Por Gabriel Damasceno, do Estadão Conteúdo
SÕ PAULO – A Asbai (Associação Brasileira de Alergia e Imunologia) alerta que não existe nenhum dispositivo de adrenalina autoinjetável no Brasil aprovado pela Anvisa (Agência Nacional de Vigilância Sanitária).
A publicação ocorre após a agência determinar a apreensão do autoinjetor de adrenalina Epipen, importado pela Farmácia Pague Menos, por não ter registro no órgão. “Medicamentos clandestinos não têm garantia de composição, origem, eficácia e segurança”, afirma a Anvisa, em comunicado publicado no dia 2 de abril.
Em nota, a Pague Menos afirma que tomou ciência da determinação da agência, mas nega importar e comercializar o produto. “A rede reafirma estar em conformidade com as orientações das autoridades sanitárias e à disposição para quaisquer esclarecimentos”.
Riscos
A Asbai informa que “medicamentos sem aprovação podem representar riscos graves, incluindo produtos falsificados, soluções com dosagem inadequada, dispositivos com falhas mecânicas e substâncias contaminadas”.
“O uso desses materiais pode levar a reações adversas graves, ineficácia no momento da emergência e, em situações extremas, risco de óbito”, acrescenta.

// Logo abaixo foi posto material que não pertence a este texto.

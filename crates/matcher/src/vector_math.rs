//! Dense vector similarity primitives
//!
//! Norms and dot products accumulate in `f64`, so small-magnitude `f32`
//! inputs neither underflow to a zero norm nor overflow on squaring. A
//! non-finite result is reported as [`AppError::DegenerateVector`] and never
//! reaches ranking.

use preprintbot_common::errors::{AppError, Result};
use rayon::prelude::*;

/// A vector scaled to unit length
#[derive(Debug, Clone, PartialEq)]
pub struct UnitVector {
    values: Vec<f64>,
}

impl UnitVector {
    /// Normalise a raw vector; fails for zero or non-finite magnitude
    pub fn new(vector: &[f32]) -> Result<Self> {
        let norm = norm(vector);
        if norm == 0.0 {
            return Err(AppError::DegenerateVector {
                reason: "zero-magnitude vector".to_string(),
            });
        }
        if !norm.is_finite() {
            return Err(AppError::DegenerateVector {
                reason: "vector has non-finite components".to_string(),
            });
        }

        Ok(Self {
            values: vector.iter().map(|&x| x as f64 / norm).collect(),
        })
    }

    pub fn dimension(&self) -> usize {
        self.values.len()
    }

    /// Cosine similarity with another unit vector
    pub fn dot(&self, other: &UnitVector) -> Result<f32> {
        check_dimensions(self.dimension(), other.dimension())?;
        let dot: f64 = self
            .values
            .iter()
            .zip(&other.values)
            .map(|(a, b)| a * b)
            .sum();
        finish(dot)
    }

    /// Single-precision copy, for indexes that store `f32`
    pub fn to_f32(&self) -> Vec<f32> {
        self.values.iter().map(|&x| x as f32).collect()
    }
}

/// Euclidean norm in double precision
pub fn norm(vector: &[f32]) -> f64 {
    vector
        .iter()
        .map(|&x| {
            let x = x as f64;
            x * x
        })
        .sum::<f64>()
        .sqrt()
}

/// True when the vector cannot be normalised
pub fn is_degenerate(vector: &[f32]) -> bool {
    let norm = norm(vector);
    norm == 0.0 || !norm.is_finite()
}

fn check_dimensions(expected: usize, got: usize) -> Result<()> {
    if expected != got {
        return Err(AppError::DimensionMismatch { expected, got });
    }
    Ok(())
}

fn finish(similarity: f64) -> Result<f32> {
    if !similarity.is_finite() {
        return Err(AppError::DegenerateVector {
            reason: format!("similarity evaluated to {}", similarity),
        });
    }
    Ok(similarity.clamp(-1.0, 1.0) as f32)
}

/// Cosine similarity of two raw vectors
pub fn cosine_similarity(a: &[f32], b: &[f32]) -> Result<f32> {
    check_dimensions(a.len(), b.len())?;
    UnitVector::new(a)?.dot(&UnitVector::new(b)?)
}

/// Pairwise similarities of prepared vectors, one row per reference.
///
/// Rows are computed on the rayon pool and collected in reference order.
pub fn similarity_matrix(references: &[UnitVector], candidates: &[UnitVector]) -> Result<Vec<Vec<f32>>> {
    references
        .par_iter()
        .map(|reference| {
            candidates
                .iter()
                .map(|candidate| reference.dot(candidate))
                .collect::<Result<Vec<f32>>>()
        })
        .collect()
}

/// `|refs| x |cands|` matrix of cosine similarities of raw vectors
pub fn batch_similarity(references: &[Vec<f32>], candidates: &[Vec<f32>]) -> Result<Vec<Vec<f32>>> {
    let references = references
        .iter()
        .map(|v| UnitVector::new(v))
        .collect::<Result<Vec<_>>>()?;
    let candidates = candidates
        .iter()
        .map(|v| UnitVector::new(v))
        .collect::<Result<Vec<_>>>()?;
    similarity_matrix(&references, &candidates)
}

A anafilaxia, quadro para o qual a adrenalina é indicada, é considerada a reação alérgica mais grave que existe. Ela pode ser fatal quando não identificada e tratada rapidamente. “A condição é uma resposta alérgica sistêmica que pode levar o paciente a óbito se não houver intervenção a tempo. Medicamentos, alimentos, ferroadas de insetos e látex estão entre as principais causas da anafilaxia”, destaca a associação.
Pacientes com risco de anafilaxia devem, conforme recomendado pela Asbai, seguir rigorosamente o plano de emergência elaborado pelo médico alergista-imunologista responsável pelo seu acompanhamento e, quando necessário, buscar orientações junto ao profissional sobre os trâmites legais para a importação do medicamento.